Borderline Lepromatous Leprosy with Severe Erythema Nodosum Leprosum: A Case Report

Abstract

Background: Leprosy is a chronic granulomatous infectious disease caused by Mycobacterium leprae (M. leprae) that primarily infects Schwann cells in the peripheral nerves, leading to nerve damage and the development of disabilities. In 2018, Indonesia was the third country with the most leprosy cases in the world. Erythema nodosum leprosum (ENL), also known as type II leprosy reaction, is a severe immune-mediated complication of multibacillary leprosy.
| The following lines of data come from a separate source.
//! Story API response types and normalization.

use chrono::{DateTime, Utc};
use serde::Deserialize;

use storyline_core::{Location, Story};

/// Fields every story API body carries.
#[derive(Debug, Default, Deserialize)]
pub struct Envelope {
    #[serde(default)]
    pub error: bool,
    #[serde(default)]
    pub message: Option<String>,
}

/// Raw story as sent by the origin.
#[derive(Debug, Deserialize)]
#[serde(rename_all = "camelCase")]
pub struct ApiStory {
    pub id: String,
    pub name: String,
    #[serde(default)]
    pub description: String,
    pub photo_url: String,
    pub created_at: DateTime<Utc>,
    #[serde(default)]
    pub lat: Option<f64>,
    #[serde(default)]
    pub lon: Option<f64>,
}

impl From<ApiStory> for Story {
    fn from(api: ApiStory) -> Self {
        if api.lat.is_some() != api.lon.is_some() {
            tracing::debug!(id = %api.id, "dropping partial location");
        }

        Story {
            location: Location::from_parts(api.lat, api.lon),
            id: api.id,
            name: api.name,
            description: api.description,
            photo_reference: api.photo_url,
            created_at: api.created_at,
        }
    }
}

/// `GET /stories`
#[derive(Debug, Deserialize)]
#[serde(rename_all = "camelCase")]
pub struct ListResponse {
    #[serde(default)]
    pub list_story: Vec<ApiStory>,
}

/// `GET /stories/{id}`
#[derive(Debug, Deserialize)]
pub struct DetailResponse {
    pub story: ApiStory,
}

/// `POST /login`
#[derive(Debug, Deserialize)]
#[serde(rename_all = "camelCase")]
pub struct LoginResponse {
    pub login_result: LoginResult,
}

#[derive(Debug, Deserialize)]
#[serde(rename_all = "camelCase")]
pub struct LoginResult {
    #[serde(default)]
    pub user_id: Option<String>,
    #[serde(default)]
    pub name: Option<String>,
    pub token: String,
}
Purpose: To report a case of borderline lepromatous leprosy with severe ENL. Case: A 49-year-old Balinese man presented with multiple tender erythematous skin nodules all over his body, fever, arthralgia, bilateral cervical lymphadenopathy, and sensory loss for the past week. The acid-fast bacilli bacteriological examination showed a positive result. The patient was diagnosed with borderline lepromatous (BL) leprosy with severe ENL and was treated with multibacillary multidrug therapy (MB MDT), methylprednisolone, and other symptomatic medications. After 1 month of treatment, there was an improvement in skin lesions. The MB-MDT treatment was continued and methylprednisolone was planned to be tapered down gradually. Discussion: Approximately 20-50% of all leprosy patients show leprosy reactions in the course of the disease. The goals of treatment for severe ENL are to control inflammation, reduce pain, treat neuritis to prevent nerve dysfunction and contractures, and prevent recurring ENL. The prognosis of leprosy with ENL reactions depends on the severity of the occurring leprosy reaction; early diagnosis and prompt treatment; and patient compliance with treatment. Conclusion: Early diagnosis and treatment are essential to avoid deformities in leprosy patients.